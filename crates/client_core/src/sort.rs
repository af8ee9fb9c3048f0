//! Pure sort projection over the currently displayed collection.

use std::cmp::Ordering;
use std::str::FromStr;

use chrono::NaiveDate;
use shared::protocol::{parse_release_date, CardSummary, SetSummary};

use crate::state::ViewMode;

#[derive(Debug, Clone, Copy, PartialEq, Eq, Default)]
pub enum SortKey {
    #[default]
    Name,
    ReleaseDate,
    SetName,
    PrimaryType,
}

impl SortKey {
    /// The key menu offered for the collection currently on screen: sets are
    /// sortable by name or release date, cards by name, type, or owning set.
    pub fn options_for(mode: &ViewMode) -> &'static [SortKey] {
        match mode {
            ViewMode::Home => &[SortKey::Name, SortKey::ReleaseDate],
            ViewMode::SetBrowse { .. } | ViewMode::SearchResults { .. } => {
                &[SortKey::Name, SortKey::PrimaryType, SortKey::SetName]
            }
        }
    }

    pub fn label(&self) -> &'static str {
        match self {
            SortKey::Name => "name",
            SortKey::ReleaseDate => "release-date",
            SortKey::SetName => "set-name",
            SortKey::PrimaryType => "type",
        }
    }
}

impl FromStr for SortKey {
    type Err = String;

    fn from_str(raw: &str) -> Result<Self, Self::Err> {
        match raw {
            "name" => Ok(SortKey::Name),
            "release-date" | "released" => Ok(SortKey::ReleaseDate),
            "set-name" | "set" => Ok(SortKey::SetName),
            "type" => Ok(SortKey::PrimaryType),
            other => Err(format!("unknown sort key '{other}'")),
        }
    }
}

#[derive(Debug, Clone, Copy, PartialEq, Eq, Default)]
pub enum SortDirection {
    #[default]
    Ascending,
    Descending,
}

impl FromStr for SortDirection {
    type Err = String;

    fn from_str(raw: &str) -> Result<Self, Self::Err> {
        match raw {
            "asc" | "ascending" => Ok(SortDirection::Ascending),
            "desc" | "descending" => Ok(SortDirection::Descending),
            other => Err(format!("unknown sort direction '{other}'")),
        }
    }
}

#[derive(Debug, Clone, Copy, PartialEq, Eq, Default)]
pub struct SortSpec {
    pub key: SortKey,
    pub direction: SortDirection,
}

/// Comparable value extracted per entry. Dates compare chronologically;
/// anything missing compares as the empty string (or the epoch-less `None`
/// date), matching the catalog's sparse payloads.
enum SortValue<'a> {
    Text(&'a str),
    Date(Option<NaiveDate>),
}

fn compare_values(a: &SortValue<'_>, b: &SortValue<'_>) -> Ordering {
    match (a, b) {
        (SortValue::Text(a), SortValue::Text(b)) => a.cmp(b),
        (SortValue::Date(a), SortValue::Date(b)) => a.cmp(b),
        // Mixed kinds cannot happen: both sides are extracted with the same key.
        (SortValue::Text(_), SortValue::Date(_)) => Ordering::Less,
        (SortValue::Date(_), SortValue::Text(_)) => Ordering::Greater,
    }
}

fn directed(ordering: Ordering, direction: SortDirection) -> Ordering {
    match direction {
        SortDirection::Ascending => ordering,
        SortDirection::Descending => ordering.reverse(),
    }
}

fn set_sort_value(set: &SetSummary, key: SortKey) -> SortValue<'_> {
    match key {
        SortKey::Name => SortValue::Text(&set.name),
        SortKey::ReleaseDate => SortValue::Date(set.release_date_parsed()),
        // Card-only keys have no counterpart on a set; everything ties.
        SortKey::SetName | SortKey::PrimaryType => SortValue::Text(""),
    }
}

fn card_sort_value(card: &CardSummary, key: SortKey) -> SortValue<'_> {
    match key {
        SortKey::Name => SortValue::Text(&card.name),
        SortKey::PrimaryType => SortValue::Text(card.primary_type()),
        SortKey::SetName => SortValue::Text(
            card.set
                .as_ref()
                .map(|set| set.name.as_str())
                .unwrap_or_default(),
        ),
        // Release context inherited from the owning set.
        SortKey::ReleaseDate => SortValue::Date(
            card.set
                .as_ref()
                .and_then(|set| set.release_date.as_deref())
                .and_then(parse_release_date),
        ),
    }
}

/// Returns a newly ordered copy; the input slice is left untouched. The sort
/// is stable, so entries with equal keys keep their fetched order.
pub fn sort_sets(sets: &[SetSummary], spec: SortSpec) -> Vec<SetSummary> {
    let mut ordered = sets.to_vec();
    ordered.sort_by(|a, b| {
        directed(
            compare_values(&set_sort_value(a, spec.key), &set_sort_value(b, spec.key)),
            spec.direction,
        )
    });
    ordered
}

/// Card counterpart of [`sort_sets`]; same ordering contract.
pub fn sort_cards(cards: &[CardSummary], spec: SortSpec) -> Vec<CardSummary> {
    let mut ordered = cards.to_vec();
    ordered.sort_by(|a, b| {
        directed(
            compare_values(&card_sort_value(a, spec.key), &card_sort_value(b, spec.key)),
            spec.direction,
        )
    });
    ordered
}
____
» Directions for this task
Please write out the whole listing exactly as given.

» Task result
filename crates/client_core/src/sort.rs
repository af8ee9fb9c3048f0
//! Pure sort projection over the currently displayed collection.

use std::cmp::Ordering;
use std::str::FromStr;

use chrono::NaiveDate;
use shared::protocol::{parse_release_date, CardSummary, SetSummary};

use crate::state::ViewMode;

#[derive(Debug, Clone, Copy, PartialEq, Eq, Default)]
pub enum SortKey {
    #[default]
    Name,
    ReleaseDate,
    SetName,
    PrimaryType,
}

impl SortKey {
    /// The key menu offered for the collection currently on screen: sets are
    /// sortable by name or release date, cards by name, type, or owning set.
    pub fn options_for(mode: &ViewMode) -> &'static [SortKey] {
        match mode {
            ViewMode::Home => &[SortKey::Name, SortKey::ReleaseDate],
            ViewMode::SetBrowse { .. } | ViewMode::SearchResults { .. } => {
                &[SortKey::Name, SortKey::PrimaryType, SortKey::SetName]
            }
        }
    }

    pub fn label(&self) -> &'static str {
        match self {
            SortKey::Name => "name",
            SortKey::ReleaseDate => "release-date",
            SortKey::SetName => "set-name",
            SortKey::PrimaryType => "type",
        }
    }
}

impl FromStr for SortKey {
    type Err = String;

    fn from_str(raw: &str) -> Result<Self, Self::Err> {
        match raw {
            "name" => Ok(SortKey::Name),
            "release-date" | "released" => Ok(SortKey::ReleaseDate),
            "set-name" | "set" => Ok(SortKey::SetName),
            "type" => Ok(SortKey::PrimaryType),
            other => Err(format!("unknown sort key '{other}'")),
        }
    }
}

#[derive(Debug, Clone, Copy, PartialEq, Eq, Default)]
pub enum SortDirection {
    #[default]
    Ascending,
    Descending,
}

impl FromStr for SortDirection {
    type Err = String;

    fn from_str(raw: &str) -> Result<Self, Self::Err> {
        match raw {
            "asc" | "ascending" => Ok(SortDirection::Ascending),
            "desc" | "descending" => Ok(SortDirection::Descending),
            other => Err(format!("unknown sort direction '{other}'")),
        }
    }
}

#[derive(Debug, Clone, Copy, PartialEq, Eq, Default)]
pub struct SortSpec {
    pub key: SortKey,
    pub direction: SortDirection,
}

/// Comparable value extracted per entry. Dates compare chronologically;
/// anything missing compares as the empty string (or the epoch-less `None`
/// date), matching the catalog's sparse payloads.
enum SortValue<'a> {
    Text(&'a str),
    Date(Option<NaiveDate>),
}

fn compare_values(a: &SortValue<'_>, b: &SortValue<'_>) -> Ordering {
    match (a, b) {
        (SortValue::Text(a), SortValue::Text(b)) => a.cmp(b),
        (SortValue::Date(a), SortValue::Date(b)) => a.cmp(b),
        // Mixed kinds cannot happen: both sides are extracted with the same key.
        (SortValue::Text(_), SortValue::Date(_)) => Ordering::Less,
        (SortValue::Date(_), SortValue::Text(_)) => Ordering::Greater,
    }
}

fn directed(ordering: Ordering, direction: SortDirection) -> Ordering {
    match direction {
        SortDirection::Ascending => ordering,
        SortDirection::Descending => ordering.reverse(),
    }
}

fn set_sort_value(set: &SetSummary, key: SortKey) -> SortValue<'_> {
    match key {
        SortKey::Name => SortValue::Text(&set.name),
        SortKey::ReleaseDate => SortValue::Date(set.release_date_parsed()),
        // Card-only keys have no counterpart on a set; everything ties.
        SortKey::SetName | SortKey::PrimaryType => SortValue::Text(""),
    }
}

fn card_sort_value(card: &CardSummary, key: SortKey) -> SortValue<'_> {
    match key {
        SortKey::Name => SortValue::Text(&card.name),
        SortKey::PrimaryType => SortValue::Text(card.primary_type()),
        SortKey::SetName => SortValue::Text(
            card.set
                .as_ref()
                .map(|set| set.name.as_str())
                .unwrap_or_default(),
        ),
        // Release context inherited from the owning set.
        SortKey::ReleaseDate => SortValue::Date(
            card.set
                .as_ref()
                .and_then(|set| set.release_date.as_deref())
                .and_then(parse_release_date),
        ),
    }
}

/// Returns a newly ordered copy; the input slice is left untouched. The sort
/// is stable, so entries with equal keys keep their fetched order.
pub fn sort_sets(sets: &[SetSummary], spec: SortSpec) -> Vec<SetSummary> {
    let mut ordered = sets.to_vec();
    ordered.sort_by(|a, b| {
        directed(
            compare_values(&set_sort_value(a, spec.key), &set_sort_value(b, spec.key)),
            spec.direction,
        )
    });
    ordered
}

/// Card counterpart of [`sort_sets`]; same ordering contract.
pub fn sort_cards(cards: &[CardSummary], spec: SortSpec) -> Vec<CardSummary> {
    let mut ordered = cards.to_vec();
    ordered.sort_by(|a, b| {
        directed(
            compare_values(&card_sort_value(a, spec.key), &card_sort_value(b, spec.key)),
            spec.direction,
        )
    });
    ordered
}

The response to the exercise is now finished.